---------- DATA FOR THIS EXERCISE

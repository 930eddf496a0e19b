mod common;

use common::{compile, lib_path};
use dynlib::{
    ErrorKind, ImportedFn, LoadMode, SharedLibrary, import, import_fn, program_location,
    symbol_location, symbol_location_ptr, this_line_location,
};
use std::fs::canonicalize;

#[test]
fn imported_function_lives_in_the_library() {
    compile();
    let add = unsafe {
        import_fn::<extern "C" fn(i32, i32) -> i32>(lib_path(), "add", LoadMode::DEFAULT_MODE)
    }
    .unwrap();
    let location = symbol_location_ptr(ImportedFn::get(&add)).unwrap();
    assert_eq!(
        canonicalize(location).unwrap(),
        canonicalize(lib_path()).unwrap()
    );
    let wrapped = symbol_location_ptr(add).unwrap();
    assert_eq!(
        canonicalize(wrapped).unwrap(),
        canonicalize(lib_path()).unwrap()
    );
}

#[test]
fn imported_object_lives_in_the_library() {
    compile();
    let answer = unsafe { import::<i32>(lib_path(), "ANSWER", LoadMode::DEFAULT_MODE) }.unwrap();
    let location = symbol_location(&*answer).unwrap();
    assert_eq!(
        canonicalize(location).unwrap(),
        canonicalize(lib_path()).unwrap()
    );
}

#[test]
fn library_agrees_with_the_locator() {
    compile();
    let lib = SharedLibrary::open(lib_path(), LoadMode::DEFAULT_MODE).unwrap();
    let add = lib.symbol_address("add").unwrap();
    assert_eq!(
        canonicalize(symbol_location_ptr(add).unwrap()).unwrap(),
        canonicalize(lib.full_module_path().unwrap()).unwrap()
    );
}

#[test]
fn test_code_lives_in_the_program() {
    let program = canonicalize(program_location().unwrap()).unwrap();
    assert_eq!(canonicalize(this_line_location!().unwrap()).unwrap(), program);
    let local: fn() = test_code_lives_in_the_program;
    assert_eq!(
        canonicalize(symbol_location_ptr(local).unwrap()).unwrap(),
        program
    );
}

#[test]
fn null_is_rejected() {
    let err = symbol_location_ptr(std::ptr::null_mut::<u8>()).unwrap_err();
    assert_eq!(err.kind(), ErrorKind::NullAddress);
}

--------------------

[DIRECTIONS]: Every entry must be set down exactly, with nothing left out.

[SOLUTION TO THE PROBLEM]:
repository 930eddf496a0e19b
mod common;

use common::{compile, lib_path};
use dynlib::{
    ErrorKind, ImportedFn, LoadMode, SharedLibrary, import, import_fn, program_location,
    symbol_location, symbol_location_ptr, this_line_location,
};
use std::fs::canonicalize;

#[test]
fn imported_function_lives_in_the_library() {
    compile();
    let add = unsafe {
        import_fn::<extern "C" fn(i32, i32) -> i32>(lib_path(), "add", LoadMode::DEFAULT_MODE)
    }
    .unwrap();
    let location = symbol_location_ptr(ImportedFn::get(&add)).unwrap();
    assert_eq!(
        canonicalize(location).unwrap(),
        canonicalize(lib_path()).unwrap()
    );
    let wrapped = symbol_location_ptr(add).unwrap();
    assert_eq!(
        canonicalize(wrapped).unwrap(),
        canonicalize(lib_path()).unwrap()
    );
}

#[test]
fn imported_object_lives_in_the_library() {
    compile();
    let answer = unsafe { import::<i32>(lib_path(), "ANSWER", LoadMode::DEFAULT_MODE) }.unwrap();
    let location = symbol_location(&*answer).unwrap();
    assert_eq!(
        canonicalize(location).unwrap(),
        canonicalize(lib_path()).unwrap()
    );
}

#[test]
fn library_agrees_with_the_locator() {
    compile();
    let lib = SharedLibrary::open(lib_path(), LoadMode::DEFAULT_MODE).unwrap();
    let add = lib.symbol_address("add").unwrap();
    assert_eq!(
        canonicalize(symbol_location_ptr(add).unwrap()).unwrap(),
        canonicalize(lib.full_module_path().unwrap()).unwrap()
    );
}

#[test]
fn test_code_lives_in_the_program() {
    let program = canonicalize(program_location().unwrap()).unwrap();
    assert_eq!(canonicalize(this_line_location!().unwrap()).unwrap(), program);
    let local: fn() = test_code_lives_in_the_program;
    assert_eq!(
        canonicalize(symbol_location_ptr(local).unwrap()).unwrap(),
        program
    );
}

#[test]
fn null_is_rejected() {
    let err = symbol_location_ptr(std::ptr::null_mut::<u8>()).unwrap_err();
    assert_eq!(err.kind(), ErrorKind::NullAddress);
}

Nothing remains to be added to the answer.